Some days I am more successful than others. I usually see when I am focused on fear and can do something about it, like looking at the task at hand, staying in the now. I don’t know if I will ever wipe fear out of my life, but I can open the door to let faith in. Ego may always be there insisting that there are threats everywhere. My Higher Power is always there too giving me the courage to step through fear and move forward, knowing that I can cope with whatever is happening now.

I am grateful.

Paying Attention

When I was looking for my first house I ‘knew’ which house it was from the time I saw it. It was a small cottage looking over the lake and it was ‘perfect’. I was in the village to look at a house with an agent. He mentioned another place that wasn’t listed on the market but whose owner was looking to sell ‘if the price was right’. I ‘knew’ that this was the house when he drove into the driveway. There’s a spot just below the sternum where I ‘felt’ it, and I ‘knew’. Two months later I was sitting on the deck of that house looking out over Lake Erie, a view that I would relish for the next nine years.

I got the same feeling one morning about seven years ago when I woke up one morning and I ‘knew’ that something had to give. My world was crumbling before me. I was losing the battle. I could feel it in that same place, just below the sternum. My guts were telling me that the show was over. I needed to make changes or I would be heading down a path I ‘knew’ I did not wish to tread.

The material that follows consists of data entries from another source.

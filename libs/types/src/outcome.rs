//! Classified result of one resilient HTTP action
//!
//! Every executor invocation is reduced to an `ActionOutcome` before the batch
//! runner counts it. No error crosses the per-record boundary.

use serde::{Deserialize, Serialize};
use std::fmt;

/// Status code sentinel for failures where no HTTP response was received
pub const NETWORK_FAILURE_STATUS: i32 = -1;

/// Note attached to a 409 that is treated as idempotent success
pub const NOTE_ALREADY_EXISTS: &str = "ALREADY_EXISTS";
/// Note for a 4xx response with an empty body
pub const NOTE_CLIENT_ERROR: &str = "CLIENT_ERROR";
/// Note for an unexpected or exhausted status with an empty body
pub const NOTE_UNEXPECTED_STATUS: &str = "UNEXPECTED_STATUS";
/// Prefix of the note for network-level failures
pub const NOTE_NETWORK_ERROR: &str = "NETWORK_ERROR";

/// Failure taxonomy of an HTTP action
#[derive(Debug, Clone, Copy, PartialEq, Eq, Hash, Serialize, Deserialize)]
#[serde(rename_all = "SCREAMING_SNAKE_CASE")]
pub enum FailureClass {
    /// 4xx: definitive rejection, never retried
    ClientError,
    /// 5xx: retried up to the budget
    ServerError,
    /// Connection refused or timed out: retried like `ServerError`
    NetworkError,
    /// Anything outside 2xx/4xx/5xx: never retried
    UnexpectedStatus,
}

impl FailureClass {
    /// Classify a status code; `None` for 2xx.
    pub fn of_status(status: u16) -> Option<Self> {
        match status {
            200..=299 => None,
            400..=499 => Some(FailureClass::ClientError),
            500..=599 => Some(FailureClass::ServerError),
            _ => Some(FailureClass::UnexpectedStatus),
        }
    }

    /// Whether a failure of this class may be retried
    pub fn is_retryable(&self) -> bool {
        matches!(self, FailureClass::ServerError | FailureClass::NetworkError)
    }
}

/// Outcome of one executor invocation
#[derive(Debug, Clone, PartialEq, Eq, Serialize, Deserialize)]
pub struct ActionOutcome {
    pub succeeded: bool,
    /// Last HTTP status, or `NETWORK_FAILURE_STATUS`
    pub status_code: i32,
    /// Failure classification note, `ALREADY_EXISTS` on idempotent success
    pub note: Option<String>,
    /// Body of the last response (empty on network failure)
    #[serde(default)]
    pub body: String,
    /// Number of requests issued (initial attempt plus retries)
    pub attempts: u32,
}

impl ActionOutcome {
    pub fn success(status: u16, body: String, attempts: u32) -> Self {
        Self {
            succeeded: true,
            status_code: i32::from(status),
            note: None,
            body,
            attempts,
        }
    }

    /// Success with a note, e.g. an already-existing resource
    pub fn success_with_note(status: u16, note: &str, body: String, attempts: u32) -> Self {
        Self {
            succeeded: true,
            status_code: i32::from(status),
            note: Some(note.to_string()),
            body,
            attempts,
        }
    }

    /// Failure carrying the response body as note, or `fallback` if the body is blank.
    pub fn http_failure(status: u16, body: String, fallback: &str, attempts: u32) -> Self {
        let trimmed = body.trim();
        let note = if trimmed.is_empty() {
            fallback.to_string()
        } else {
            trimmed.to_string()
        };
        Self {
            succeeded: false,
            status_code: i32::from(status),
            note: Some(note),
            body,
            attempts,
        }
    }

    /// Failure with no HTTP response; `kind` names the transport error.
    pub fn network_failure(kind: &str, attempts: u32) -> Self {
        Self {
            succeeded: false,
            status_code: NETWORK_FAILURE_STATUS,
            note: Some(format!("{}:{}", NOTE_NETWORK_ERROR, kind)),
            body: String::new(),
            attempts,
        }
    }

    /// Failure class derived from the recorded status
    pub fn failure_class(&self) -> Option<FailureClass> {
        if self.succeeded {
            return None;
        }
        if self.status_code == NETWORK_FAILURE_STATUS {
            return Some(FailureClass::NetworkError);
        }
        match u16::try_from(self.status_code) {
            Ok(status) => FailureClass::of_status(status),
            Err(_) => Some(FailureClass::UnexpectedStatus),
        }
    }
}

impl fmt::Display for ActionOutcome {
    fn fmt(&self, f: &mut fmt::Formatter<'_>) -> fmt::Result {
        let verdict = if self.succeeded { "ok" } else { "failed" };
        match &self.note {
            Some(note) => write!(f, "{} ({}): {}", verdict, self.status_code, note),
            None => write!(f, "{} ({})", verdict, self.status_code),
        }
    }
}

I have no idea if everyone has that place in their body where they ‘know’.  It’s hard to describe. It’s almost as if knowledge becomes a physical sensation in the body. I’ve had this sensation various times in my life and I know now that it is one of the ways my Higher Power speaks to me. I suppose it had to be this way for me to pay attention. I wasn’t the most intuitive and sensing person.

Learning to listen, to follow one’s intuition is not easy, especially at first. When I began my journey in recovery, my thinking wasn’t my greatest asset: a good reason for me to work with my sponsor, go to meetings and listen. Going through the process of the steps I began to fathom the depths of what it really meant to ‘turn my will and my life over to the care of my Higher Power, a ‘God of my understanding’. And, if I’ve really done this, it only makes sense that he would communicate with me, right? How else will I know what my next step is to be? Slowly my trust of those feelings began to grow. I’ve learned that the more connected I am with myself and my Higher Power, the more aware I am of my intuition. I’m learning to pay attention to what’s happening around me.

It’s not always that physical sensation; it doesn’t have to be now. Most days I start off with a prayer. Most days I write. Most days I go to a meeting. These are the things that maintain my spiritual condition that keeps me in recovery. I’m able to see the patterns in my life and the mosaic of this world and I marvel. My life continues to evolve and morph into new experiences because I am open to them, I take the time to listen. I truly am grateful for my life today.